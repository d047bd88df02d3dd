//! Programmatic PDF and EPUB fixtures shared by the integration tests.

#![allow(dead_code)]

use lopdf::{Dictionary, Object, Stream, StringFormat, dictionary};

/// Watermark line as OceanofPDF stamps it.
pub const WATERMARK: &str = "BT /F1 12 Tf 72 700 Td (OceanofPDF.com) Tj ET";

/// One page of a fixture document.
#[derive(Debug, Clone)]
pub struct PageSpec {
    pub content: String,
    /// Image XObjects as (resource name, width, height).
    pub images: Vec<(String, u32, u32)>,
    pub link_uris: Vec<String>,
    pub media_box: [i64; 4],
}

impl PageSpec {
    pub fn text(content: impl Into<String>) -> Self {
        Self {
            content: content.into(),
            images: Vec::new(),
            link_uris: Vec::new(),
            media_box: [0, 0, 612, 792],
        }
    }

    pub fn with_image(mut self, name: &str, width: u32, height: u32) -> Self {
        self.images.push((name.to_string(), width, height));
        self
    }

    pub fn with_link(mut self, uri: &str) -> Self {
        self.link_uris.push(uri.to_string());
        self
    }

    pub fn with_media_box(mut self, media_box: [i64; 4]) -> Self {
        self.media_box = media_box;
        self
    }
}

/// Content showing `count` non-space characters on one line at y = 400.
pub fn filler_text(count: usize) -> String {
    format!("BT /F1 12 Tf 72 400 Td ({}) Tj ET", "x".repeat(count))
}

/// A scanned manga page: the artwork drawn full page, stamped with the watermark.
pub fn manga_page(name: &str, width: u32, height: u32) -> PageSpec {
    PageSpec::text(format!("q {width} 0 0 {height} 0 0 cm /{name} Do Q {WATERMARK}"))
        .with_image(name, width, height)
}

/// Build a document from page fixtures. All pages share one Helvetica font.
pub fn build(pages: &[PageSpec]) -> lopdf::Document {
    let mut doc = lopdf::Document::with_version("1.5");
    let pages_id = doc.new_object_id();
    let font_id = doc.add_object(dictionary! {
        "Type" => "Font",
        "Subtype" => "Type1",
        "BaseFont" => "Helvetica",
    });

    let mut kids = Vec::new();
    for fixture in pages {
        let content_id = doc.add_object(Stream::new(Dictionary::new(), fixture.content.clone().into_bytes()));

        let mut xobjects = Dictionary::new();
        for (name, width, height) in &fixture.images {
            let image_id = doc.add_object(Stream::new(
                dictionary! {
                    "Type" => "XObject",
                    "Subtype" => "Image",
                    "Width" => i64::from(*width),
                    "Height" => i64::from(*height),
                    "ColorSpace" => "DeviceGray",
                    "BitsPerComponent" => 8,
                },
                vec![0u8; 64],
            ));
            xobjects.set(name.as_str(), image_id);
        }

        let mut page = dictionary! {
            "Type" => "Page",
            "Parent" => pages_id,
            "MediaBox" => fixture.media_box.iter().map(|v| Object::Integer(*v)).collect::<Vec<_>>(),
            "Contents" => content_id,
            "Resources" => dictionary! {
                "Font" => dictionary! { "F1" => font_id },
                "XObject" => xobjects,
            },
        };
        if !fixture.link_uris.is_empty() {
            let annots: Vec<Object> = fixture
                .link_uris
                .iter()
                .map(|uri| {
                    Object::Reference(doc.add_object(dictionary! {
                        "Type" => "Annot",
                        "Subtype" => "Link",
                        "Rect" => vec![72.into(), 690.into(), 170.into(), 712.into()],
                        "A" => dictionary! {
                            "S" => "URI",
                            "URI" => Object::String(uri.as_bytes().to_vec(), StringFormat::Literal),
                        },
                    }))
                })
                .collect();
            page.set("Annots", annots);
        }
        kids.push(Object::Reference(doc.add_object(page)));
    }

    let count = kids.len() as i64;
    doc.objects.insert(
        pages_id,
        Object::Dictionary(dictionary! {
            "Type" => "Pages",
            "Kids" => kids,
            "Count" => count,
        }),
    );
    let catalog_id = doc.add_object(dictionary! { "Type" => "Catalog", "Pages" => pages_id });
    doc.trailer.set("Root", catalog_id);
    doc
}

/// Serialized fixture bytes.
pub fn build_bytes(pages: &[PageSpec]) -> Vec<u8> {
    let mut doc = build(pages);
    let mut bytes = Vec::new();
    doc.save_to(&mut bytes).unwrap();
    bytes
}

/// Operators of a decoded content stream, with numeric operands as f64.
pub fn operations(content: &[u8]) -> Vec<(String, Vec<f64>)> {
    lopdf::content::Content::decode(content)
        .unwrap()
        .operations
        .into_iter()
        .map(|op| {
            let nums = op
                .operands
                .iter()
                .filter_map(|o| match o {
                    Object::Integer(i) => Some(*i as f64),
                    Object::Real(r) => Some(f64::from(*r)),
                    _ => None,
                })
                .collect();
            (op.operator, nums)
        })
        .collect()
}

/// A small EPUB: stored mimetype, container, OPF without cover meta, two
/// chapters (the first watermarked), a cover image and a directory entry.
pub fn build_epub() -> Vec<u8> {
    use std::io::{Cursor, Write};
    use zip::write::SimpleFileOptions;
    use zip::{CompressionMethod, ZipWriter};

    let stored = SimpleFileOptions::default().compression_method(CompressionMethod::Stored);
    let deflated = SimpleFileOptions::default().compression_method(CompressionMethod::Deflated);
    let mut zip = ZipWriter::new(Cursor::new(Vec::new()));

    zip.start_file("mimetype", stored).unwrap();
    zip.write_all(b"application/epub+zip").unwrap();
    zip.start_file("META-INF/container.xml", deflated).unwrap();
    zip.write_all(EPUB_CONTAINER.as_bytes()).unwrap();
    zip.start_file("OEBPS/content.opf", deflated).unwrap();
    zip.write_all(EPUB_OPF.as_bytes()).unwrap();
    zip.start_file("OEBPS/ch01.xhtml", deflated).unwrap();
    zip.write_all(b"<html><body><p>Chapter 1</p><p> OceanofPDF.com </p></body></html>").unwrap();
    zip.start_file("OEBPS/ch02.xhtml", deflated).unwrap();
    zip.write_all(b"<html><body><p>Chapter 2</p></body></html>").unwrap();
    zip.add_directory("OEBPS/images/", stored).unwrap();
    zip.start_file("OEBPS/images/cover.jpg", stored).unwrap();
    zip.write_all(&EPUB_COVER_BYTES).unwrap();
    zip.finish().unwrap().into_inner()
}

pub const EPUB_COVER_BYTES: [u8; 6] = [0xff, 0xd8, 0xff, 0xe0, 0x00, 0x10];

const EPUB_CONTAINER: &str = r#"<?xml version="1.0"?>
<container version="1.0" xmlns="urn:oasis:names:tc:opendocument:xmlns:container">
  <rootfiles>
    <rootfile full-path="OEBPS/content.opf" media-type="application/oebps-package+xml"/>
  </rootfiles>
</container>"#;

const EPUB_OPF: &str = r#"<?xml version="1.0"?>
<package xmlns="http://www.idpf.org/2007/opf" version="2.0">
<metadata><dc:title>Vol 1</dc:title>
</metadata>
<manifest>
<item id="ch01" href="ch01.xhtml" media-type="application/xhtml+xml"/>
<item id="ch02" href="ch02.xhtml" media-type="application/xhtml+xml"/>
<item id="cover-img" href="images/cover.jpg" media-type="image/jpeg"/>
</manifest>
</package>"#;
//! Geometric primitives shared by the scanner, redactor, and resizer.
//!
//! Two coordinate conventions meet here. Content streams use PDF user
//! space (bottom-left origin, y grows upward). Everything the scanner
//! reports uses the top-left convention of [`BBox`], where `top` and
//! `bottom` are distances from the top edge of the page.

/// A point in 2D space.
#[derive(Debug, Clone, Copy, PartialEq)]
pub struct Point {
    pub x: f64,
    pub y: f64,
}

impl Point {
    pub fn new(x: f64, y: f64) -> Self {
        Self { x, y }
    }
}

/// Affine transformation matrix `[a b c d e f]`.
///
/// Maps `(x, y)` to `(a*x + c*y + e, b*x + d*y + f)`, the row-vector
/// convention used by PDF for `cm`, `Tm`, and image placement.
#[derive(Debug, Clone, Copy, PartialEq)]
pub struct Ctm {
    pub a: f64,
    pub b: f64,
    pub c: f64,
    pub d: f64,
    pub e: f64,
    pub f: f64,
}

impl Default for Ctm {
    fn default() -> Self {
        Self::identity()
    }
}

impl Ctm {
    pub fn new(a: f64, b: f64, c: f64, d: f64, e: f64, f: f64) -> Self {
        Self { a, b, c, d, e, f }
    }

    pub fn identity() -> Self {
        Self::new(1.0, 0.0, 0.0, 1.0, 0.0, 0.0)
    }

    /// Build from a 6-element array `[a, b, c, d, e, f]`.
    pub fn from_array(arr: [f64; 6]) -> Self {
        Self::new(arr[0], arr[1], arr[2], arr[3], arr[4], arr[5])
    }

    pub fn to_array(&self) -> [f64; 6] {
        [self.a, self.b, self.c, self.d, self.e, self.f]
    }

    /// `self × other`: apply `self` first, then `other`.
    pub fn concat(&self, other: &Ctm) -> Ctm {
        Ctm {
            a: self.a * other.a + self.b * other.c,
            b: self.a * other.b + self.b * other.d,
            c: self.c * other.a + self.d * other.c,
            d: self.c * other.b + self.d * other.d,
            e: self.e * other.a + self.f * other.c + other.e,
            f: self.e * other.b + self.f * other.d + other.f,
        }
    }

    pub fn transform_point(&self, p: Point) -> Point {
        Point {
            x: self.a * p.x + self.c * p.y + self.e,
            y: self.b * p.x + self.d * p.y + self.f,
        }
    }

    /// Axis-aligned bounds of the unit square mapped through this matrix,
    /// as `(min_x, min_y, max_x, max_y)` in PDF space.
    ///
    /// Image XObjects are painted into the unit square, so this is the
    /// page area an image occupies when drawn with this CTM.
    pub fn unit_square_bounds(&self) -> (f64, f64, f64, f64) {
        let corners = [
            self.transform_point(Point::new(0.0, 0.0)),
            self.transform_point(Point::new(1.0, 0.0)),
            self.transform_point(Point::new(1.0, 1.0)),
            self.transform_point(Point::new(0.0, 1.0)),
        ];
        let min_x = corners.iter().map(|p| p.x).fold(f64::INFINITY, f64::min);
        let max_x = corners.iter().map(|p| p.x).fold(f64::NEG_INFINITY, f64::max);
        let min_y = corners.iter().map(|p| p.y).fold(f64::INFINITY, f64::min);
        let max_y = corners.iter().map(|p| p.y).fold(f64::NEG_INFINITY, f64::max);
        (min_x, min_y, max_x, max_y)
    }
}

/// Bounding box with top-left origin coordinate system.
///
/// - `x0`: left edge
/// - `top`: top edge (distance from top of page)
/// - `x1`: right edge
/// - `bottom`: bottom edge (distance from top of page)
#[derive(Debug, Clone, Copy, PartialEq)]
#[cfg_attr(feature = "serde", derive(serde::Serialize, serde::Deserialize))]
pub struct BBox {
    pub x0: f64,
    pub top: f64,
    pub x1: f64,
    pub bottom: f64,
}

impl BBox {
    pub fn new(x0: f64, top: f64, x1: f64, bottom: f64) -> Self {
        Self {
            x0,
            top,
            x1,
            bottom,
        }
    }

    /// Width of the bounding box.
    pub fn width(&self) -> f64 {
        self.x1 - self.x0
    }

    /// Height of the bounding box.
    pub fn height(&self) -> f64 {
        self.bottom - self.top
    }

    /// Whether `other` lies entirely inside this box (edges inclusive).
    pub fn contains(&self, other: &BBox) -> bool {
        self.x0 <= other.x0 && self.top <= other.top && self.x1 >= other.x1 && self.bottom >= other.bottom
    }

    /// Compute the union of two bounding boxes.
    pub fn union(&self, other: &BBox) -> BBox {
        BBox {
            x0: self.x0.min(other.x0),
            top: self.top.min(other.top),
            x1: self.x1.max(other.x1),
            bottom: self.bottom.max(other.bottom),
        }
    }
}

/// A page's media box in PDF user space (bottom-left origin).
#[derive(Debug, Clone, Copy, PartialEq)]
#[cfg_attr(feature = "serde", derive(serde::Serialize, serde::Deserialize))]
pub struct MediaBox {
    pub x0: f64,
    pub y0: f64,
    pub x1: f64,
    pub y1: f64,
}

impl MediaBox {
    /// Build from a raw `[x0 y0 x1 y1]` array, normalizing swapped corners.
    pub fn new(x0: f64, y0: f64, x1: f64, y1: f64) -> Self {
        Self {
            x0: x0.min(x1),
            y0: y0.min(y1),
            x1: x0.max(x1),
            y1: y0.max(y1),
        }
    }

    pub fn width(&self) -> f64 {
        self.x1 - self.x0
    }

    pub fn height(&self) -> f64 {
        self.y1 - self.y0
    }

    /// Convert a PDF-space rectangle `(min_x, min_y, max_x, max_y)` to a
    /// top-left [`BBox`] relative to this page.
    pub fn to_top_left(&self, min_x: f64, min_y: f64, max_x: f64, max_y: f64) -> BBox {
        BBox::new(min_x, self.y1 - max_y, max_x, self.y1 - min_y)
    }
}
//! Text state machine for the content stream interpreter.
//!
//! Tracks text objects (BT/ET), font selection (Tf), the text and line
//! matrices, and the positioning operators (Td, TD, T*, Tm) so that each
//! shown glyph can be placed on the page.

use mangaclean_core::Ctm;

/// Text state parameters that `q`/`Q` save and restore.
///
/// Does not include the text and line matrices, which belong to the
/// current text object.
#[derive(Debug, Clone, PartialEq)]
pub struct TextStateSnapshot {
    pub char_spacing: f64,
    pub word_spacing: f64,
    pub h_scaling: f64,
    pub leading: f64,
    pub font_name: String,
    pub font_size: f64,
    pub rise: f64,
}

/// Text state parameters tracked during content stream interpretation.
#[derive(Debug, Clone, PartialEq)]
pub struct TextState {
    /// Character spacing (Tc).
    pub char_spacing: f64,
    /// Word spacing (Tw), applied after single-byte code 32.
    pub word_spacing: f64,
    /// Horizontal scaling (Tz) as a percentage.
    pub h_scaling: f64,
    /// Text leading (TL).
    pub leading: f64,
    /// Font resource name selected by Tf.
    pub font_name: String,
    /// Font size selected by Tf.
    pub font_size: f64,
    /// Text rise (Ts).
    pub rise: f64,
    in_text_object: bool,
    text_matrix: Ctm,
    line_matrix: Ctm,
}

impl Default for TextState {
    fn default() -> Self {
        Self::new()
    }
}

impl TextState {
    pub fn new() -> Self {
        Self {
            char_spacing: 0.0,
            word_spacing: 0.0,
            h_scaling: 100.0,
            leading: 0.0,
            font_name: String::new(),
            font_size: 0.0,
            rise: 0.0,
            in_text_object: false,
            text_matrix: Ctm::identity(),
            line_matrix: Ctm::identity(),
        }
    }

    pub fn in_text_object(&self) -> bool {
        self.in_text_object
    }

    pub fn text_matrix(&self) -> &Ctm {
        &self.text_matrix
    }

    pub fn line_matrix(&self) -> &Ctm {
        &self.line_matrix
    }

    /// Horizontal scaling as a fraction (1.0 = 100%).
    pub fn h_scaling_normalized(&self) -> f64 {
        self.h_scaling / 100.0
    }

    /// `BT`: reset both matrices to identity.
    pub fn begin_text(&mut self) {
        self.text_matrix = Ctm::identity();
        self.line_matrix = Ctm::identity();
        self.in_text_object = true;
    }

    /// `ET`
    pub fn end_text(&mut self) {
        self.in_text_object = false;
    }

    /// `Tf`
    pub fn set_font(&mut self, font_name: String, font_size: f64) {
        self.font_name = font_name;
        self.font_size = font_size;
    }

    /// `Tm`: replace (not concatenate) the text and line matrices.
    pub fn set_text_matrix(&mut self, m: Ctm) {
        self.text_matrix = m;
        self.line_matrix = m;
    }

    /// `Td`: translate the line matrix and start a new line there.
    pub fn move_text_position(&mut self, tx: f64, ty: f64) {
        let translation = Ctm::new(1.0, 0.0, 0.0, 1.0, tx, ty);
        self.line_matrix = translation.concat(&self.line_matrix);
        self.text_matrix = self.line_matrix;
    }

    /// `TD`: set leading to `-ty`, then `Td`.
    pub fn move_text_position_and_set_leading(&mut self, tx: f64, ty: f64) {
        self.leading = -ty;
        self.move_text_position(tx, ty);
    }

    /// `T*`
    pub fn move_to_next_line(&mut self) {
        let leading = self.leading;
        self.move_text_position(0.0, -leading);
    }

    /// Advance the text matrix horizontally by `tx` text space units.
    pub fn advance_text_position(&mut self, tx: f64) {
        let translation = Ctm::new(1.0, 0.0, 0.0, 1.0, tx, 0.0);
        self.text_matrix = translation.concat(&self.text_matrix);
    }

    /// Advance after showing a glyph of width `w0` (glyph space units).
    pub fn advance_glyph(&mut self, w0: f64, is_space: bool) {
        let word_spacing = if is_space { self.word_spacing } else { 0.0 };
        let tx =
            ((w0 / 1000.0) * self.font_size + self.char_spacing + word_spacing) * self.h_scaling_normalized();
        self.advance_text_position(tx);
    }

    /// Apply a `TJ` array adjustment (thousandths of text space, positive moves left).
    pub fn apply_tj_adjustment(&mut self, adjustment: f64) {
        let tx = -(adjustment / 1000.0) * self.font_size * self.h_scaling_normalized();
        self.advance_text_position(tx);
    }

    /// Snapshot taken by `q`.
    pub fn save_snapshot(&self) -> TextStateSnapshot {
        TextStateSnapshot {
            char_spacing: self.char_spacing,
            word_spacing: self.word_spacing,
            h_scaling: self.h_scaling,
            leading: self.leading,
            font_name: self.font_name.clone(),
            font_size: self.font_size,
            rise: self.rise,
        }
    }

    /// Restore performed by `Q`.
    pub fn restore_snapshot(&mut self, snapshot: TextStateSnapshot) {
        self.char_spacing = snapshot.char_spacing;
        self.word_spacing = snapshot.word_spacing;
        self.h_scaling = snapshot.h_scaling;
        self.leading = snapshot.leading;
        self.font_name = snapshot.font_name;
        self.font_size = snapshot.font_size;
        self.rise = snapshot.rise;
    }
}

[ABOUT THIS EXERCISE]:
Write out again, exactly, the lines from the start of the entries up to and including the one with "OceanofPDF stamps it.". Nothing else belongs in the reply.

[ANSWER FOR THIS EXERCISE]:
repository d047bd88df02d3dd
//! Programmatic PDF and EPUB fixtures shared by the integration tests.

#![allow(dead_code)]

use lopdf::{Dictionary, Object, Stream, StringFormat, dictionary};

/// Watermark line as OceanofPDF stamps it.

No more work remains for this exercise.